What to produce:
Look through the material below. Return exactly the lines from the one with "k @ PtExprKind::Value(_)" through the one with "let (cv1, cv2)", both included.

Input records:
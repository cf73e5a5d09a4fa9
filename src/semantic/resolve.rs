//! Variable resolution.
//!
//! Walks the tree with a stack of scopes. Binding constructs (from-item
//! paths, group/ungroup, quantifiers, map, assign) register column
//! variables; every `ReadAnyVar` is then classified as a column reference
//! if some enclosing scope binds the name, and as a global otherwise.
//! Nonexistent globals are caught at eval time.

use anyhow::Result;
use log::debug;

use crate::ast::pt::*;
use crate::context::Context;
use crate::error::Span;

pub fn resolve_vars(ctx: &mut Context, pe: PtExpr) -> Result<PtExpr> {
    let mut rs = Resolver {
        ctx,
        scopes: vec![Scope::default()],
        globals: Vec::new(),
        allcolumns: Vec::new(),
    };
    let pe = rs.expr(pe);
    rs.check_duplicate_varnames();
    Ok(pe)
}

#[derive(Default)]
struct Scope {
    boundvars: Vec<ColumnVar>,
}

struct Resolver<'a> {
    ctx: &'a mut Context,
    scopes: Vec<Scope>,
    globals: Vec<GlobalVar>,
    allcolumns: Vec<ColumnVar>,
}

impl<'a> Resolver<'a> {
    fn push_scope(&mut self) {
        self.scopes.push(Scope::default());
    }

    fn pop_scope(&mut self) {
        self.scopes.pop();
        assert!(!self.scopes.is_empty());
    }

    /// Find a bound variable by name, innermost scope first.
    fn look(&self, name: &str) -> Option<ColumnVar> {
        for scope in self.scopes.iter().rev() {
            if let Some(var) = scope.boundvars.iter().find(|v| v.name() == name) {
                return Some(var.clone());
            }
        }
        None
    }

    fn bind(&mut self, var: ColumnVar) {
        let current = self.scopes.last().unwrap();
        if let Some(other) = current.boundvars.iter().find(|v| v.name() == var.name()) {
            let prev_span = other.span();
            self.ctx.complain(
                var.span(),
                format!("Duplicate variable name {}", var.name()),
            );
            self.ctx
                .complain(prev_span, format!("Previous binding for {}", var.name()));
            return;
        }

        if let Some(other) = self.look(var.name()) {
            self.ctx.warn(
                var.span(),
                format!("Variable {} shadows previous binding", var.name()),
            );
            self.ctx.warn(
                other.span(),
                format!("Previous binding for {}", other.name()),
            );
        }

        debug!("resolve: binding {}#{}", var.name(), var.id());
        self.scopes.last_mut().unwrap().boundvars.push(var.clone());
        self.allcolumns.push(var);
    }

    /// Look up a global by name, creating it on first use. Same-named
    /// references share one variable.
    fn get_global(&mut self, name: &str, span: Option<Span>) -> GlobalVar {
        if let Some(var) = self.globals.iter().find(|g| g.name() == name) {
            return var.clone();
        }
        let var = GlobalVar::new(name, span);
        self.globals.push(var.clone());
        var
    }

    /// Group/ungroup name a variable that must already be bound; a miss
    /// means the name is global, which those operations reject.
    fn resolve_bound_var(&mut self, var: ColumnVar, opname: &str) -> ColumnVar {
        match self.look(var.name()) {
            Some(found) => found,
            None => {
                self.ctx.complain(
                    var.span(),
                    format!("Cannot {} global {}", opname, var.name()),
                );
                var
            }
        }
    }

    fn path(&mut self, mut pp: PtPath) -> PtPath {
        if let Some(v) = &pp.bind_obj_before {
            self.bind(v.clone());
        }

        pp.kind = match pp.kind {
            PtPathKind::Sequence(items) => {
                PtPathKind::Sequence(items.into_iter().map(|p| self.path(p)).collect())
            }
            PtPathKind::Alternates { items, tail_var } => PtPathKind::Alternates {
                items: items.into_iter().map(|p| self.path(p)).collect(),
                tail_var,
            },
            PtPathKind::Optional { sub, nil_columns } => PtPathKind::Optional {
                sub: Box::new(self.path(*sub)),
                nil_columns,
            },
            PtPathKind::Repeated {
                sub,
                path_from_inside,
                path_on_outside,
            } => PtPathKind::Repeated {
                sub: Box::new(self.path(*sub)),
                path_from_inside,
                path_on_outside,
            },
            PtPathKind::NilBind { .. } => {
                // bindnil introduces these well after resolution
                unreachable!("resolve: nilbind in input")
            }
            PtPathKind::Edge { name, reversed } => PtPathKind::Edge {
                name: match name {
                    EdgeName::Static(s) => EdgeName::Static(s),
                    EdgeName::Computed(e) => EdgeName::Computed(Box::new(self.expr(*e))),
                },
                reversed,
            },
        };

        if let Some(v) = &pp.bind_obj_after {
            self.bind(v.clone());
        }
        if let Some(v) = &pp.bind_path {
            self.bind(v.clone());
        }
        pp
    }

    fn exprs(&mut self, exprs: Vec<PtExpr>) -> Vec<PtExpr> {
        exprs.into_iter().map(|e| self.expr(e)).collect()
    }

    fn expr(&mut self, mut pe: PtExpr) -> PtExpr {
        pe.kind = match pe.kind {
            PtExprKind::Select {
                sub,
                result,
                distinct,
            } => {
                self.push_scope();
                let sub = self.expr(*sub);
                let result = self.expr(*result);
                self.pop_scope();
                PtExprKind::Select {
                    sub: Box::new(sub),
                    result: Box::new(result),
                    distinct,
                }
            }
            PtExprKind::From(items) => PtExprKind::From(self.exprs(items)),
            PtExprKind::Where { sub, pred } => {
                let sub = self.expr(*sub);
                let pred = self.expr(*pred);
                PtExprKind::Where {
                    sub: Box::new(sub),
                    pred: Box::new(pred),
                }
            }
            PtExprKind::Group { sub, vars, newvar } => {
                let sub = self.expr(*sub);
                let vars = vars
                    .into_iter()
                    .map(|v| self.resolve_bound_var(v, "group by"))
                    .collect();
                if let Some(nv) = &newvar {
                    self.bind(nv.clone());
                }
                PtExprKind::Group {
                    sub: Box::new(sub),
                    vars,
                    newvar,
                }
            }
            PtExprKind::Ungroup { sub, var } => {
                let sub = self.expr(*sub);
                let var = self.resolve_bound_var(var, "ungroup");
                PtExprKind::Ungroup {
                    sub: Box::new(sub),
                    var,
                }
            }
            PtExprKind::Rename { sub, name } => PtExprKind::Rename {
                sub: Box::new(self.expr(*sub)),
                name: match name {
                    EdgeName::Static(s) => EdgeName::Static(s),
                    EdgeName::Computed(e) => EdgeName::Computed(Box::new(self.expr(*e))),
                },
            },
            PtExprKind::Path {
                root,
                body,
                more_bindings,
            } => {
                let root = self.expr(*root);
                let body = self.path(body);
                // alias bindings issued by the parser resolve like any
                // other assign-without-body
                let more_bindings = self.exprs(more_bindings);
                PtExprKind::Path {
                    root: Box::new(root),
                    body,
                    more_bindings,
                }
            }
            PtExprKind::Tuple(items) => PtExprKind::Tuple(self.exprs(items)),
            PtExprKind::Forall { var, set, pred } => {
                let set = self.expr(*set);
                self.push_scope();
                self.bind(var.clone());
                let pred = self.expr(*pred);
                self.pop_scope();
                PtExprKind::Forall {
                    var,
                    set: Box::new(set),
                    pred: Box::new(pred),
                }
            }
            PtExprKind::Exists { var, set, pred } => {
                let set = self.expr(*set);
                self.push_scope();
                self.bind(var.clone());
                let pred = self.expr(*pred);
                self.pop_scope();
                PtExprKind::Exists {
                    var,
                    set: Box::new(set),
                    pred: Box::new(pred),
                }
            }
            PtExprKind::Map { var, set, result } => {
                let set = self.expr(*set);
                self.push_scope();
                self.bind(var.clone());
                let result = self.expr(*result);
                self.pop_scope();
                PtExprKind::Map {
                    var,
                    set: Box::new(set),
                    result: Box::new(result),
                }
            }
            PtExprKind::Assign { var, value, body } => {
                let value = self.expr(*value);
                let body = match body {
                    Some(b) => {
                        // variable only exists within the body
                        self.push_scope();
                        self.bind(var.clone());
                        let b = self.expr(*b);
                        self.pop_scope();
                        Some(Box::new(b))
                    }
                    None => {
                        // variable is entered into the current scope
                        self.bind(var.clone());
                        None
                    }
                };
                PtExprKind::Assign {
                    var,
                    value: Box::new(value),
                    body,
                }
            }
            PtExprKind::Bop { l, op, r } => PtExprKind::Bop {
                l: Box::new(self.expr(*l)),
                op,
                r: Box::new(self.expr(*r)),
            },
            PtExprKind::Uop { op, sub } => PtExprKind::Uop {
                op,
                sub: Box::new(self.expr(*sub)),
            },
            PtExprKind::Func { op, args } => PtExprKind::Func {
                op,
                args: self.exprs(args),
            },
            PtExprKind::ReadAnyVar(name) => match self.look(&name) {
                Some(cvar) => PtExprKind::ReadColumnVar(cvar),
                None => {
                    let gvar = self.get_global(&name, pe.span);
                    PtExprKind::ReadGlobalVar(gvar)
                }
            },
            // parser-level sugar can create these upstream of here;
            // they are already resolved, so just go by
            k @ PtExprKind::ReadColumnVar(_) | k @ PtExprKind::ReadGlobalVar(_) => k,
            k @ PtExprKind::Value(_) => k,
        };
        pe
    }

    /// Warn for names (column or global) used for more than one variable.
    fn check_duplicate_varnames(&mut self) {
        for i in 0..self.allcolumns.len() {
            for j in (i + 1)..self.allcolumns.len() {
                let (cv1, cv2) = (&self.allcolumns[i], &self.allcolumns[j]);
                assert_ne!(cv1, cv2);
                if cv1.name() == cv2.name() {
                    let (s1, s2) = (cv1.span(), cv2.span());
                    let name = cv1.name().to_string();
                    self.ctx.warn(
                        s2,
                        format!("Variable name {} rebound in a later context", name),
                    );
                    self.ctx.warn(s1, format!("First binding of {} was here", name));
                }
            }
        }
        for gv in &self.globals {
            for cv in &self.allcolumns {
                if gv.name() == cv.name() {
                    let (gs, cs) = (gv.span(), cv.span());
                    let name = cv.name().to_string();
                    self.ctx.warn(
                        cs,
                        format!(
                            "Name of locally-bound variable {} also used as a global",
                            name
                        ),
                    );
                    self.ctx.warn(gs, "First global reference was here".to_string());
                }
            }
        }
    }
}

#[cfg(test)]
mod test {
    use super::*;
    use crate::backend::MemGraph;
    use crate::parser;

    fn resolved(text: &str) -> (Context, PtExpr) {
        let mut ctx = Context::new(Box::new(MemGraph::new()));
        let pt = parser::parse(&mut ctx, text).unwrap();
        let pt = resolve_vars(&mut ctx, pt).unwrap();
        (ctx, pt)
    }

    fn count_anyvars(pe: &PtExpr) -> usize {
        struct Counter(usize);
        impl PtFold for Counter {
            fn fold_expr_kind(&mut self, kind: PtExprKind) -> Result<PtExprKind> {
                if matches!(kind, PtExprKind::ReadAnyVar(_)) {
                    self.0 += 1;
                }
                fold_expr_kind(self, kind)
            }
        }
        let mut c = Counter(0);
        c.fold_expr(pe.clone()).unwrap();
        c.0
    }

    #[test]
    fn no_anyvar_remains() {
        let (ctx, pt) = resolved("select X from A.friend as X where X = B");
        assert!(ctx.errors().is_empty());
        assert_eq!(count_anyvars(&pt), 0);
    }

    #[test]
    fn bound_name_becomes_column_ref() {
        let (_, pt) = resolved("select X from A.friend as X");
        let (_, result, _) = pt.kind.as_select().unwrap();
        let var = result.kind.as_read_column_var().unwrap();
        assert_eq!(var.name(), "X");
    }

    #[test]
    fn unbound_name_becomes_global() {
        let (_, pt) = resolved("select X from A.friend as X");
        let (sub, _, _) = pt.kind.as_select().unwrap();
        let items = sub.kind.as_from().unwrap();
        let (root, _, _) = items[0].kind.as_path().unwrap();
        assert!(root.kind.is_read_global_var());
    }

    #[test]
    fn same_global_name_shares_var() {
        let (_, pt) = resolved("select A from A.friend as X");
        let (sub, result, _) = pt.kind.as_select().unwrap();
        let items = sub.kind.as_from().unwrap();
        let (root, _, _) = items[0].kind.as_path().unwrap();
        let g1 = root.kind.as_read_global_var().unwrap();
        let g2 = result.kind.as_read_global_var().unwrap();
        assert_eq!(g1, g2);
    }

    #[test]
    fn duplicate_binding_is_an_error() {
        let (ctx, _) = resolved("select X from A.friend as X, A.parent as X");
        let errors = ctx.errors();
        assert!(!errors.is_empty());
        assert!(errors.inner[0].reason.contains("Duplicate variable name X"));
    }

    #[test]
    fn shadowing_is_a_warning() {
        let (ctx, _) = resolved(
            "select X from A.friend as X where exists X in B.friend: X = C",
        );
        assert!(ctx.errors().is_empty());
        let warnings = ctx.warnings();
        assert!(warnings.inner.iter().any(|w| w.reason.contains("shadows")));
    }

    #[test]
    fn group_by_global_is_an_error() {
        let (ctx, _) = resolved("select X from A.friend as X group by G");
        assert!(ctx
            .errors()
            .inner
            .iter()
            .any(|e| e.reason.contains("Cannot group by global G")));
    }
}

Written solution:
            k @ PtExprKind::Value(_) => k,
        };
        pe
    }

    /// Warn for names (column or global) used for more than one variable.
    fn check_duplicate_varnames(&mut self) {
        for i in 0..self.allcolumns.len() {
            for j in (i + 1)..self.allcolumns.len() {
                let (cv1, cv2) = (&self.allcolumns[i], &self.allcolumns[j]);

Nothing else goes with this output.